Stored data:
====
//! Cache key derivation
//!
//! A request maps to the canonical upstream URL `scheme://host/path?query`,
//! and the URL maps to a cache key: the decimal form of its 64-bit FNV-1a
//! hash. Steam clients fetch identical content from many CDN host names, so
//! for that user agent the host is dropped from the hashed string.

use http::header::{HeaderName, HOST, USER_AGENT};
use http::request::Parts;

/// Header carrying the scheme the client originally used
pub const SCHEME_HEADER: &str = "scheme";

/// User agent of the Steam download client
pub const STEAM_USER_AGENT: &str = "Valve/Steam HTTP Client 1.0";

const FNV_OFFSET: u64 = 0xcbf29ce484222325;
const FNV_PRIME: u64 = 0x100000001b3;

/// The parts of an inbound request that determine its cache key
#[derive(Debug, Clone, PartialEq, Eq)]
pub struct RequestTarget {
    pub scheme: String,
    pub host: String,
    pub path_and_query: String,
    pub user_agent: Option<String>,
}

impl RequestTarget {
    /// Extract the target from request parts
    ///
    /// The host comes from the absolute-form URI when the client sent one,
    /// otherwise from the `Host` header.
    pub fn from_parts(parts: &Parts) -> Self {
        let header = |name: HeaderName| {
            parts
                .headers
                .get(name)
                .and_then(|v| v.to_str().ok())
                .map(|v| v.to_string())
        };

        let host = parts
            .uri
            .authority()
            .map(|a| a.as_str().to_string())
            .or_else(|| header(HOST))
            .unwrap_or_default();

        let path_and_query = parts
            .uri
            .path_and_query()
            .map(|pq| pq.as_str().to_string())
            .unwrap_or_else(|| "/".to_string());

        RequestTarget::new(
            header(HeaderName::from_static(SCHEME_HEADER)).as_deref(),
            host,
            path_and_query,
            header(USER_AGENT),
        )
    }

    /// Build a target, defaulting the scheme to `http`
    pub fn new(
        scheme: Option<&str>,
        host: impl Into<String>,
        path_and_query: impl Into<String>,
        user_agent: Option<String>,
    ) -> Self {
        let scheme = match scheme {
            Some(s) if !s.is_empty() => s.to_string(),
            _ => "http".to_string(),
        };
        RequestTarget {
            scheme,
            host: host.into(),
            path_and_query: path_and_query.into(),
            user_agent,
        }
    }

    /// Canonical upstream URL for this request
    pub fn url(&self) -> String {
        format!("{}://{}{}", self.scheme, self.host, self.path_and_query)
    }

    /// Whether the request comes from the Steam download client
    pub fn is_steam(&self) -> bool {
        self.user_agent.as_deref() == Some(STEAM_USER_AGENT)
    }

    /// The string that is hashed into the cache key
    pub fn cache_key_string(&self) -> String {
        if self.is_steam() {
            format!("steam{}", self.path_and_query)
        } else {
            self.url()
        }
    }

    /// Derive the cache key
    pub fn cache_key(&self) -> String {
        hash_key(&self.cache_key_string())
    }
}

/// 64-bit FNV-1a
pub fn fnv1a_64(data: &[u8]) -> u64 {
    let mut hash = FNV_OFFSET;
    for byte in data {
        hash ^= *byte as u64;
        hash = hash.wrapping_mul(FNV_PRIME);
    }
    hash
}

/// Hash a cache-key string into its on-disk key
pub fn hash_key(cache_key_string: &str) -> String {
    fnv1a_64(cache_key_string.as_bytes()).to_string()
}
====
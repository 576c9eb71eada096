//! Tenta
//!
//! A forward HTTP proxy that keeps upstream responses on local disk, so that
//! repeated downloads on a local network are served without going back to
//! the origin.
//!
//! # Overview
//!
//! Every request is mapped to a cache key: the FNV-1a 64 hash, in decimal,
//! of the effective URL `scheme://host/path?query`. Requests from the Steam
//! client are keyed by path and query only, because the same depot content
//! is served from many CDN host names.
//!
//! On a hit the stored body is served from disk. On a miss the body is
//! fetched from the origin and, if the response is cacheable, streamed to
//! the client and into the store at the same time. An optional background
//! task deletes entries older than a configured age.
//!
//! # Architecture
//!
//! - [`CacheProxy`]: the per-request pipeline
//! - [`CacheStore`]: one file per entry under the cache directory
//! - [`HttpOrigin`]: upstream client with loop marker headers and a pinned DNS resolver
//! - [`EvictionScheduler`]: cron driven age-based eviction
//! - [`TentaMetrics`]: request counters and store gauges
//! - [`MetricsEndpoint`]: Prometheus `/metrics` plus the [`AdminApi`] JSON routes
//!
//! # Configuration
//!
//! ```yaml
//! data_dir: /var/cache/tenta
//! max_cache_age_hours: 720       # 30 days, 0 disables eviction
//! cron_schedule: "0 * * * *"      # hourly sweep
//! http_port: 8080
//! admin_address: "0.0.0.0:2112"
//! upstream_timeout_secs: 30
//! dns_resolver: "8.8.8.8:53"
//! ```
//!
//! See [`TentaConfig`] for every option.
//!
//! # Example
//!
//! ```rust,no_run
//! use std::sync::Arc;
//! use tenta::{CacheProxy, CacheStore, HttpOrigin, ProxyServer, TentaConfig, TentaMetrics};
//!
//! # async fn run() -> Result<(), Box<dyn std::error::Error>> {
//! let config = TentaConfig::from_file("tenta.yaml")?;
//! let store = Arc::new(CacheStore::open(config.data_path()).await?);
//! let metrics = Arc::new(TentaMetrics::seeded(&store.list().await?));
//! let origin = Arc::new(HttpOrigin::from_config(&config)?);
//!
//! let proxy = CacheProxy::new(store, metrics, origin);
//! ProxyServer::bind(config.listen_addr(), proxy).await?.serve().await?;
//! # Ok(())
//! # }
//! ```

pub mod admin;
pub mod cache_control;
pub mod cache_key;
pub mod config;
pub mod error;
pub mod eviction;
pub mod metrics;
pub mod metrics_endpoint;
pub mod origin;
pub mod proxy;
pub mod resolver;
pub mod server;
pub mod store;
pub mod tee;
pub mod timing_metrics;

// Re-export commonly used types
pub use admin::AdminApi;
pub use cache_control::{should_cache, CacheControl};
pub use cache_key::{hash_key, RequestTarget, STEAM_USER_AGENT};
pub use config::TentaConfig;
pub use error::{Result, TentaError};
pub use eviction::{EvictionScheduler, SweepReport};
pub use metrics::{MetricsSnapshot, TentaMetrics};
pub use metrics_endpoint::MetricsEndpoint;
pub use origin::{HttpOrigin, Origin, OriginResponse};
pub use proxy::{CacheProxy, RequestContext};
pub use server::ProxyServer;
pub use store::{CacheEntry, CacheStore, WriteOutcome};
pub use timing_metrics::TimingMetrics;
====
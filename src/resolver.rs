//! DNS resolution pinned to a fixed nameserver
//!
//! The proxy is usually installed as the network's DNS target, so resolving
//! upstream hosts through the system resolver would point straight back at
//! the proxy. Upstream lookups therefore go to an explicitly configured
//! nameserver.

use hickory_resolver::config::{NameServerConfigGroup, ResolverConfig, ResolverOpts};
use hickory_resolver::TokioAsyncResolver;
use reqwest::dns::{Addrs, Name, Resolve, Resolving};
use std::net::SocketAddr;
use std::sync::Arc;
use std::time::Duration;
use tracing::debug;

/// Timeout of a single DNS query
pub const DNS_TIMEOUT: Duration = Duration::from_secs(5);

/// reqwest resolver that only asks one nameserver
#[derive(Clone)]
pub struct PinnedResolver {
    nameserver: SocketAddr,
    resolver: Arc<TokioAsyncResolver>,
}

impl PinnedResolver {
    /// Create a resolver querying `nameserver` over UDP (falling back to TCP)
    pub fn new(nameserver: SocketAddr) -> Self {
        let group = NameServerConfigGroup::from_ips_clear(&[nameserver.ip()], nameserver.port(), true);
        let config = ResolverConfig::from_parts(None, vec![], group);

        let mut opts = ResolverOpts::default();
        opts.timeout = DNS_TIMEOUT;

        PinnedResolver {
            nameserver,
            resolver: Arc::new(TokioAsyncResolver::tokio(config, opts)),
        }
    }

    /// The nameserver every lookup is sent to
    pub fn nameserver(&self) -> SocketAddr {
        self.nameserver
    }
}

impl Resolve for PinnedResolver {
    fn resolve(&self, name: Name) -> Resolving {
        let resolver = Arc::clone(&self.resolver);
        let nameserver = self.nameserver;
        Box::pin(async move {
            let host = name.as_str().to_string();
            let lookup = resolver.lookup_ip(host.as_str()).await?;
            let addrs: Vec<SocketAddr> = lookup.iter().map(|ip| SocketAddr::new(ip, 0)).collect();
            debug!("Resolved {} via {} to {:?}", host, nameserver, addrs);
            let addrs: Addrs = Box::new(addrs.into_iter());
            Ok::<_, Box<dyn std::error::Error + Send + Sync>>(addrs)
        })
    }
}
====
- _Exercise prompt_
An exact copy of the lines above between the line holding "Cache key derivation" and the line holding "use http::request::Parts;", inclusive, is the whole answer.

- _Answer below_
//! Cache key derivation
//!
//! A request maps to the canonical upstream URL `scheme://host/path?query`,
//! and the URL maps to a cache key: the decimal form of its 64-bit FNV-1a
//! hash. Steam clients fetch identical content from many CDN host names, so
//! for that user agent the host is dropped from the hashed string.

use http::header::{HeaderName, HOST, USER_AGENT};
use http::request::Parts;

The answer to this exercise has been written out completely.